P1: Crosstalk of ion channels and transcription factors in the vascular wall
Current state of relevant research
Proper communication between the cells in the vascular wall is essential for vessel functions e.g. vascular tone and dilatation, but also for the maintenance of vascular homeostasis on the structural and functional level. This intercellular communication is mediated by numerous signaling molecules e.g. nitric oxide (1), but also molecules that cannot penetrate the cell membrane like cytokines and hormones, which thus, must act through membrane-bound receptors, among them ion-channels (2, 3). Within the cell, these signals are relayed by a multiplicity of pathways, many of which culminate/are integrated on the level of transcription factors leading to adaptive or maladaptive outputs (4). The endothelial cell (EC) layer is critical to vascular homeostasis, which is underscored by the fact that endothelial dysfunction is a hallmark of all major cardiovascular diseases (5).
Preliminary work
Endothelial Ca2+ is a key determinant of endothelial function. We recently demonstrated that Ca2+ influx through TRPV4 (transient receptor potential vanilloid 4) channels on the EC membrane is a key regulator of endothelium-dependent vasodilation (6). The TRPV4 channels on the EC membrane exhibit coupled openings, and this coupling among TRPV4 channels is dependent on AKAP150 (A kinase anchoring protein 150), which anchors protein kinase A and protein kinase C. However, the nature of TRPV4-AKAP150 interaction is unclear. A downregulation of AKAP150 results in lower Ca2+ influx through TRPV4 channels, and loss of endothelial vasodilations in hypertensive mice (7) and high-fat diet fed obese mice (unpublished preliminary data from the Sonkusare lab). A thorough understanding of AKAP150-TRPV4 interaction is therefore necessary for deciphering the pathological mechanisms that are responsible for the loss of endothelial vasodilations in hypertension and other vascular disorders. At the level of signal integration by transcriptional regulatory proteins, we have demonstrated that the transcription factor Grainyhead-like 3 (GRHL3) regulates essential features of endothelial cells, namely migration, apoptosis protection and NO-production (8, 9) . Moreover, we have shown that GRHL3 regulates several ion channels in endothelial cells. In addition, we observed a massive downregulation of GRHL3 in the endothelium of mice fed a high fat diet, an established model for atherosclerosis development, and for the first time expression of GRHL3 also in vascular smooth muscle cells (unpublished work from the exchange phase during the first funding period).

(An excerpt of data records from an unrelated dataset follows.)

//! API Handlers
//!
//! HTTP request handlers for each catalog service endpoint.

use std::sync::Arc;

use axum::{
    extract::{Query, State},
    http::StatusCode,
    Json,
};
use tracing::warn;

use crate::catalog::{Product, ProductCatalogCache};
use crate::config::Config;
use crate::error::Result;
use crate::feed::{
    feed_categories, filter_by_product_type, most_popular, new_arrivals, StorefrontFeed,
};
use crate::models::{
    CategoriesResponse, FeedListingResponse, FeedQuery, HealthResponse, ProductsQuery,
    ProductsResponse, RefreshResponse, StatsResponse,
};
use crate::pipeline::{catalog_categories, derive, LISTING_PAGE_SIZE, SECONDARY_PAGE_SIZE};

/// Shown alongside an older snapshot when a refresh failed
pub const STALE_CATALOG_NOTICE: &str =
    "Failed to load the latest products; showing previously loaded products";

/// Application state shared across all handlers.
#[derive(Clone)]
pub struct AppState {
    /// Catalog cache shared by every request
    pub catalog: Arc<ProductCatalogCache>,
    /// Storefront feed for the secondary listings
    pub feed: Arc<StorefrontFeed>,
    pub listing_page_size: usize,
    pub feed_page_size: usize,
    /// Categories offered ahead of the catalog's own
    pub seed_categories: Arc<Vec<String>>,
}

impl AppState {
    /// Creates a new AppState with default page sizes and no seed categories.
    pub fn new(catalog: ProductCatalogCache, feed: StorefrontFeed) -> Self {
        Self {
            catalog: Arc::new(catalog),
            feed: Arc::new(feed),
            listing_page_size: LISTING_PAGE_SIZE,
            feed_page_size: SECONDARY_PAGE_SIZE,
            seed_categories: Arc::new(Vec::new()),
        }
    }

    /// Creates a new AppState from configuration.
    pub fn from_config(config: &Config) -> Result<Self> {
        let catalog = ProductCatalogCache::from_config(config)?;
        let feed = StorefrontFeed::from_config(config)?;

        Ok(Self {
            listing_page_size: config.listing_page_size,
            feed_page_size: config.feed_page_size,
            seed_categories: Arc::new(config.seed_categories.clone()),
            ..Self::new(catalog, feed)
        })
    }

    pub fn with_seed_categories(mut self, seed: Vec<String>) -> Self {
        self.seed_categories = Arc::new(seed);
        self
    }

    /// Current catalog, falling back to the last snapshot with a notice when
    /// a refresh fails and one exists.
    async fn load_catalog(&self) -> Result<(Arc<Vec<Product>>, Option<String>)> {
        match self.catalog.get_catalog().await {
            Ok(catalog) => Ok((catalog, None)),
            Err(e) if e.is_fetch_error() => match self.catalog.last_snapshot().await {
                Some(entry) => {
                    warn!("Serving previous catalog snapshot: {}", e);
                    Ok((entry.data, Some(STALE_CATALOG_NOTICE.to_string())))
                }
                None => Err(e),
            },
            Err(e) => Err(e),
        }
    }
}

/// Handler for GET /products
///
/// Returns one page of the filtered, sorted catalog.
pub async fn products_handler(
    State(state): State<AppState>,
    Query(query): Query<ProductsQuery>,
) -> Result<Json<ProductsResponse>> {
    let filters = query.to_filter_state();
    let (catalog, notice) = state.load_catalog().await?;

    let view = derive(&catalog, &filters, state.listing_page_size);
    Ok(Json(ProductsResponse::from_view(view, notice)))
}

/// Handler for GET /categories
pub async fn categories_handler(State(state): State<AppState>) -> Result<Json<CategoriesResponse>> {
    let (catalog, _) = state.load_catalog().await?;

    Ok(Json(CategoriesResponse {
        categories: catalog_categories(&catalog, &state.seed_categories),
    }))
}

/// Handler for GET /new-arrivals
///
/// Feed products tagged as new arrivals, optionally narrowed to one product type.
pub async fn new_arrivals_handler(
    State(state): State<AppState>,
    Query(query): Query<FeedQuery>,
) -> Result<Json<FeedListingResponse>> {
    let products = state.feed.fetch_products().await?;
    let arrivals = new_arrivals(&products);
    let categories = feed_categories(&arrivals);
    let listing = filter_by_product_type(&arrivals, query.category());

    Ok(Json(FeedListingResponse::new(
        &listing,
        categories,
        query.page(),
        state.feed_page_size,
    )))
}

/// Handler for GET /most-popular
pub async fn most_popular_handler(
    State(state): State<AppState>,
    Query(query): Query<FeedQuery>,
) -> Result<Json<FeedListingResponse>> {
    let products = state.feed.fetch_products().await?;
    let listing = most_popular(&products);

    Ok(Json(FeedListingResponse::new(
        &listing,
        Vec::new(),
        query.page(),
        state.feed_page_size,
    )))
}

/// Handler for POST /refresh
///
/// Fetches the catalog again. A failed refresh leaves the current snapshot
/// in place for later requests.
pub async fn refresh_handler(State(state): State<AppState>) -> Result<Json<RefreshResponse>> {
    let catalog = state.catalog.force_refresh().await?;

    Ok(Json(RefreshResponse::new(catalog.len())))
}

/// Handler for DELETE /cache
///
/// Drops both cache tiers; the next catalog request goes to the network.
pub async fn invalidate_handler(State(state): State<AppState>) -> StatusCode {
    state.catalog.invalidate().await;
    StatusCode::NO_CONTENT
}

/// Handler for GET /stats
pub async fn stats_handler(State(state): State<AppState>) -> Json<StatsResponse> {
    Json(StatsResponse::new(state.catalog.stats().await))
}

/// Handler for GET /health
pub async fn health_handler() -> Json<HealthResponse> {
    Json(HealthResponse::healthy())
}
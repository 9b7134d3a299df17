//! Scripted catalog source for cache tests.

use std::sync::atomic::{AtomicU32, Ordering};
use std::sync::Mutex;
use std::time::Duration;

use async_trait::async_trait;
use serde_json::{json, Value};

use crate::catalog::{CatalogPage, CatalogSource};
use crate::error::{CatalogError, Result};

/// Builds a raw catalog record the way the catalog API shapes them.
pub fn record(id: i64, name: &str, price: f64, sale: Option<f64>, stock: &str) -> Value {
    json!({
        "id": id,
        "name": name,
        "price": price.to_string(),
        "sale_price": sale.map(|s| s.to_string()).unwrap_or_default(),
        "stock_status": stock,
        "categories": [],
        "images": []
    })
}

/// Serves fixed pages, advertising `pages.len()` as the total.
pub struct ScriptedSource {
    pages: Vec<Vec<Value>>,
    delay: Option<Duration>,
    /// Item total to advertise instead of the real one
    advertised_items: Option<u64>,
    /// Page number that fails, 0 = none
    fail_on: AtomicU32,
    calls: AtomicU32,
    requested: Mutex<Vec<u32>>,
    per_page: Mutex<Option<u32>>,
}

impl ScriptedSource {
    pub fn new(pages: Vec<Vec<Value>>) -> Self {
        Self {
            pages,
            delay: None,
            advertised_items: None,
            fail_on: AtomicU32::new(0),
            calls: AtomicU32::new(0),
            requested: Mutex::new(Vec::new()),
            per_page: Mutex::new(None),
        }
    }

    pub fn with_delay(mut self, delay: Duration) -> Self {
        self.delay = Some(delay);
        self
    }

    pub fn with_advertised_items(mut self, total: u64) -> Self {
        self.advertised_items = Some(total);
        self
    }

    pub fn fail_on_page(&self, page: u32) {
        self.fail_on.store(page, Ordering::SeqCst);
    }

    pub fn calls(&self) -> u32 {
        self.calls.load(Ordering::SeqCst)
    }

    pub fn requested_pages(&self) -> Vec<u32> {
        self.requested.lock().unwrap().clone()
    }

    pub fn requested_per_page(&self) -> Option<u32> {
        *self.per_page.lock().unwrap()
    }
}

#[async_trait]
impl CatalogSource for ScriptedSource {
    async fn fetch_page(&self, page: u32, per_page: u32) -> Result<CatalogPage> {
        self.calls.fetch_add(1, Ordering::SeqCst);
        self.requested.lock().unwrap().push(page);
        *self.per_page.lock().unwrap() = Some(per_page);

        if let Some(delay) = self.delay {
            tokio::time::sleep(delay).await;
        }

        if self.fail_on.load(Ordering::SeqCst) == page {
            return Err(CatalogError::Fetch(format!("page {} unavailable", page)));
        }

        let records = self
            .pages
            .get(page as usize - 1)
            .cloned()
            .unwrap_or_default();

        Ok(CatalogPage {
            records,
            total_pages: self.pages.len() as u32,
            total_items: Some(
                self.advertised_items
                    .unwrap_or_else(|| self.pages.iter().map(Vec::len).sum::<usize>() as u64),
            ),
        })
    }
}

Research objectives of the joint program
This tandem project will provide novel insights into regulatory networks in the vasculature under normal and disease conditions. By studying the cross-talk of membrane-associated signaling elements and effectors on the transcriptional level we will determine how physiological and pathological stimuli modify vascular function through these signaling circuits. The specific, complementary expertise of the partnering laboratories will allow us to pursue experimental approaches that could not be followed by the two laboratories separately.